> _What the task asks_
Each entry must be written out again exactly as it stands.
____
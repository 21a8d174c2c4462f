//! Swipes and ranked event suggestions

use std::collections::HashMap;
use chrono::Utc;
use tracing::{debug, info};
use uuid::Uuid;
use crate::config::MatchingConfig;
use crate::database::DatabaseService;
use crate::models::pagination::{Page, PageRequest};
use crate::models::suggestion::Suggestion;
use crate::models::swipe::{EventSwipe, SwipeDirection};
use crate::models::tag::Tag;
use crate::services::matching::{rank, MatchWeights, PreferenceProfile};
use crate::utils::errors::{Result, TripBuddyError};
use crate::utils::logging::log_swipe;

#[derive(Clone, Debug)]
pub struct SuggestionService {
    db: DatabaseService,
    weights: MatchWeights,
    config: MatchingConfig,
}

impl SuggestionService {
    pub fn new(db: DatabaseService, config: MatchingConfig) -> Self {
        Self {
            db,
            weights: MatchWeights::from(&config),
            config,
        }
    }

    /// Record interest in an event. Does not touch membership.
    pub async fn swipe(&self, user_id: Uuid, event_id: Uuid, direction: SwipeDirection) -> Result<EventSwipe> {
        if self.db.events.find_live(event_id).await?.is_none() {
            return Err(TripBuddyError::EventNotFound { event_id });
        }
        self.db.require_user(user_id).await?;

        let swipe = self.db.swipes.upsert(user_id, event_id, direction).await?;
        log_swipe(user_id, event_id, direction.as_str());
        Ok(swipe)
    }

    pub async fn list_swipes(&self, user_id: Uuid, direction: Option<SwipeDirection>) -> Result<Vec<EventSwipe>> {
        self.db.swipes.list_by_user(user_id, direction).await
    }

    /// Rank every candidate for the user, then cut the requested page
    pub async fn get_suggestions(&self, user_id: Uuid, page: PageRequest) -> Result<Page<Suggestion>> {
        page.validate(self.config.max_page_size)?;

        let user_tags = self.db.tags.user_tags(user_id, None).await?;
        let profile = PreferenceProfile::from_user_tags(&user_tags);

        let candidates = self
            .db
            .events
            .suggestion_candidates(user_id, Utc::now(), self.config.exclude_own_events)
            .await?;

        let event_ids: Vec<Uuid> = candidates.iter().map(|event| event.id).collect();
        let mut tags_by_event: HashMap<Uuid, Vec<Tag>> = HashMap::new();
        for row in self.db.events.tags_for_events(&event_ids).await? {
            tags_by_event.entry(row.event_id).or_default().push(row.tag);
        }

        debug!(
            user_id = %user_id,
            candidates = candidates.len(),
            profile_empty = profile.is_empty(),
            "Ranking suggestions"
        );

        let ranked = rank(&self.weights, &profile, candidates, &tags_by_event);
        let result = Page::from_ordered(ranked, page);

        info!(user_id = %user_id, total = result.total, page = page.page, returned = result.items.len(), "Suggestions served");
        Ok(result)
    }
}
____
> _Your response_
repository 21a8d174c2c4462f
//! Swipes and ranked event suggestions

use std::collections::HashMap;
use chrono::Utc;
use tracing::{debug, info};
use uuid::Uuid;
use crate::config::MatchingConfig;
use crate::database::DatabaseService;
use crate::models::pagination::{Page, PageRequest};
use crate::models::suggestion::Suggestion;
use crate::models::swipe::{EventSwipe, SwipeDirection};
use crate::models::tag::Tag;
use crate::services::matching::{rank, MatchWeights, PreferenceProfile};
use crate::utils::errors::{Result, TripBuddyError};
use crate::utils::logging::log_swipe;

#[derive(Clone, Debug)]
pub struct SuggestionService {
    db: DatabaseService,
    weights: MatchWeights,
    config: MatchingConfig,
}

impl SuggestionService {
    pub fn new(db: DatabaseService, config: MatchingConfig) -> Self {
        Self {
            db,
            weights: MatchWeights::from(&config),
            config,
        }
    }

    /// Record interest in an event. Does not touch membership.
    pub async fn swipe(&self, user_id: Uuid, event_id: Uuid, direction: SwipeDirection) -> Result<EventSwipe> {
        if self.db.events.find_live(event_id).await?.is_none() {
            return Err(TripBuddyError::EventNotFound { event_id });
        }
        self.db.require_user(user_id).await?;

        let swipe = self.db.swipes.upsert(user_id, event_id, direction).await?;
        log_swipe(user_id, event_id, direction.as_str());
        Ok(swipe)
    }

    pub async fn list_swipes(&self, user_id: Uuid, direction: Option<SwipeDirection>) -> Result<Vec<EventSwipe>> {
        self.db.swipes.list_by_user(user_id, direction).await
    }

    /// Rank every candidate for the user, then cut the requested page
    pub async fn get_suggestions(&self, user_id: Uuid, page: PageRequest) -> Result<Page<Suggestion>> {
        page.validate(self.config.max_page_size)?;

        let user_tags = self.db.tags.user_tags(user_id, None).await?;
        let profile = PreferenceProfile::from_user_tags(&user_tags);

        let candidates = self
            .db
            .events
            .suggestion_candidates(user_id, Utc::now(), self.config.exclude_own_events)
            .await?;

        let event_ids: Vec<Uuid> = candidates.iter().map(|event| event.id).collect();
        let mut tags_by_event: HashMap<Uuid, Vec<Tag>> = HashMap::new();
        for row in self.db.events.tags_for_events(&event_ids).await? {
            tags_by_event.entry(row.event_id).or_default().push(row.tag);
        }

        debug!(
            user_id = %user_id,
            candidates = candidates.len(),
            profile_empty = profile.is_empty(),
            "Ranking suggestions"
        );

        let ranked = rank(&self.weights, &profile, candidates, &tags_by_event);
        let result = Page::from_ordered(ranked, page);

        info!(user_id = %user_id, total = result.total, page = page.page, returned = result.items.len(), "Suggestions served");
        Ok(result)
    }
}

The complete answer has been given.